//! Supervisor synthesis node

use std::sync::Arc;
use std::time::Instant;

use foundry_agent::prompts::{self, ReviewerNotes};
use foundry_agent::{AgentCapability, Synthesis};

use super::record_timing;
use crate::state::GraphState;

/// Merges the reviews into one set of revision instructions
pub struct SupervisorSynthesizer {
    agent: Arc<dyn AgentCapability<Synthesis>>,
}

impl SupervisorSynthesizer {
    pub fn new(agent: Arc<dyn AgentCapability<Synthesis>>) -> Self {
        Self { agent }
    }

    /// Replace `supervisor_feedback`
    ///
    /// Passes straight through when a human decision is attached: a resumed
    /// thread is adjudicated by the router, not re-synthesized from stale
    /// reviews. A successful synthesis completes the cycle and clears `error`.
    pub async fn run(&self, state: &mut GraphState) {
        if state.human_decision.is_some() {
            tracing::debug!("Human decision attached, skipping synthesis");
            return;
        }

        let started = Instant::now();
        let reviews: Vec<ReviewerNotes<'_>> = state
            .reviews
            .iter()
            .map(|r| ReviewerNotes {
                agent: &r.agent,
                score: r.score,
                notes: &r.notes,
                reasoning: &r.reasoning,
            })
            .collect();
        let prompt =
            prompts::synthesis_request(&state.user_intent, state.iteration_count, &reviews);

        match self.agent.generate(&prompt).await {
            Ok(synthesis) => {
                state.supervisor_feedback = synthesis.feedback;
                state.error = None;
                tracing::info!(chars = state.supervisor_feedback.len(), "Feedback synthesized");
            }
            Err(failure) => {
                tracing::warn!(error = %failure, "Synthesis failed");
                state.error = Some(format!("Synthesis failed: {}", failure));
            }
        }

        record_timing(state, "synthesis_ms", started, None);
    }
}

#[cfg(test)]
mod tests {
    use super::*;
    use crate::state::{HumanDecision, Review};
    use foundry_agent::testing::ScriptedLlm;
    use foundry_agent::{AgentRole, CallPolicy, LlmAgent, RoleRegistry};
    use std::time::Duration;

    fn synthesizer(llm: Arc<ScriptedLlm>) -> SupervisorSynthesizer {
        let registry = RoleRegistry::with_defaults("test");
        let policy = CallPolicy {
            max_attempts: 1,
            timeout: Duration::from_secs(1),
        };
        SupervisorSynthesizer::new(Arc::new(LlmAgent::<Synthesis>::new(
            registry.get(AgentRole::Supervisor),
            llm,
            policy,
        )))
    }

    fn reviewed_state() -> GraphState {
        let mut state = GraphState::new("procrastination");
        state.draft = "## Draft".to_string();
        state.draft_history.push(state.draft.clone());
        state.reviews = vec![
            Review {
                agent: "SafetyGuardian".to_string(),
                score: 7,
                notes: "Add a disclaimer".to_string(),
                reasoning: "Missing".to_string(),
            },
            Review {
                agent: "ClinicalCritic".to_string(),
                score: 6,
                notes: "Make step 2 concrete".to_string(),
                reasoning: "Vague".to_string(),
            },
        ];
        state
    }

    #[tokio::test]
    async fn test_synthesis_replaces_feedback() {
        let llm = Arc::new(ScriptedLlm::new().reply("• Add a disclaimer\n• Make step 2 concrete"));
        let mut state = reviewed_state();
        state.supervisor_feedback = "old".to_string();

        synthesizer(llm.clone()).run(&mut state).await;

        assert_eq!(state.supervisor_feedback, "• Add a disclaimer\n• Make step 2 concrete");
        assert!(state.metadata.contains_key("synthesis_ms"));
        let prompt = &llm.calls()[0].user;
        assert!(prompt.contains("Add a disclaimer"));
        assert!(prompt.contains("Make step 2 concrete"));
    }

    #[tokio::test]
    async fn test_human_decision_passes_through() {
        let llm = Arc::new(ScriptedLlm::new().repeat("• unused"));
        let mut state = reviewed_state();
        state.supervisor_feedback = "kept".to_string();
        state.human_decision = Some(HumanDecision::approve());
        let before = state.clone();

        synthesizer(llm.clone()).run(&mut state).await;

        assert_eq!(state, before);
        assert_eq!(llm.call_count(), 0);
    }

    #[tokio::test]
    async fn test_empty_synthesis_sets_error() {
        let llm = Arc::new(ScriptedLlm::new().repeat("   "));
        let mut state = reviewed_state();

        synthesizer(llm).run(&mut state).await;

        assert!(state.error.as_deref().unwrap().starts_with("Synthesis failed"));
    }
}
//! Ollama LLM implementation

use anyhow::{Context, Result};
use async_trait::async_trait;
use ollama_rs::{
    generation::chat::{request::ChatMessageRequest, ChatMessage},
    Ollama,
};
use serde::{Deserialize, Serialize};

use super::Llm;

const DEFAULT_HOST: &str = "localhost";
const DEFAULT_PORT: u16 = 11434;

/// Information about an available model
#[derive(Debug, Clone, Serialize, Deserialize)]
pub struct ModelInfo {
    pub name: String,
    pub size: u64,
    pub modified_at: String,
}

#[derive(Debug, Deserialize)]
struct OllamaTagsResponse {
    models: Vec<ModelInfo>,
}

/// Split a server URL into host and port, falling back to localhost:11434
fn host_and_port(raw: &str) -> (String, u16) {
    match url::Url::parse(raw) {
        Ok(url) => (
            url.host_str().unwrap_or(DEFAULT_HOST).to_string(),
            url.port().unwrap_or(DEFAULT_PORT),
        ),
        Err(e) => {
            tracing::warn!(url = %raw, error = %e, "Invalid Ollama URL, using default");
            (DEFAULT_HOST.to_string(), DEFAULT_PORT)
        }
    }
}

/// List available models from Ollama
pub async fn list_models(ollama_url: &str) -> Result<Vec<ModelInfo>> {
    let (host, port) = host_and_port(ollama_url);

    let client = reqwest::Client::new();
    let api_url = format!("http://{}:{}/api/tags", host, port);

    let response: OllamaTagsResponse = client
        .get(&api_url)
        .send()
        .await
        .with_context(|| format!("Failed to reach Ollama at {}", api_url))?
        .json()
        .await?;

    Ok(response.models)
}

/// Ollama client wrapper
pub struct OllamaClient {
    client: Ollama,
    model: String,
}

impl OllamaClient {
    /// Create a new Ollama client
    pub fn new(url: &str, model: &str) -> Self {
        let (host, port) = host_and_port(url);

        Self {
            client: Ollama::new(format!("http://{}", host), port),
            model: model.to_string(),
        }
    }
}

#[async_trait]
impl Llm for OllamaClient {
    async fn complete(&self, system: &str, user: &str) -> Result<String> {
        let request = ChatMessageRequest::new(
            self.model.clone(),
            vec![
                ChatMessage::system(system.to_string()),
                ChatMessage::user(user.to_string()),
            ],
        );

        let response = self.client.send_chat_messages(request).await?;

        Ok(response.message.content)
    }

    fn model(&self) -> &str {
        &self.model
    }
}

**Try it**
Wherever the string "tracing" shows up in the material, copy the line that holds it.

**Answer to the problem**
            tracing::debug!("Human decision attached, skipping synthesis");
                tracing::info!(chars = state.supervisor_feedback.len(), "Feedback synthesized");
                tracing::warn!(error = %failure, "Synthesis failed");
            tracing::warn!(url = %raw, error = %e, "Invalid Ollama URL, using default");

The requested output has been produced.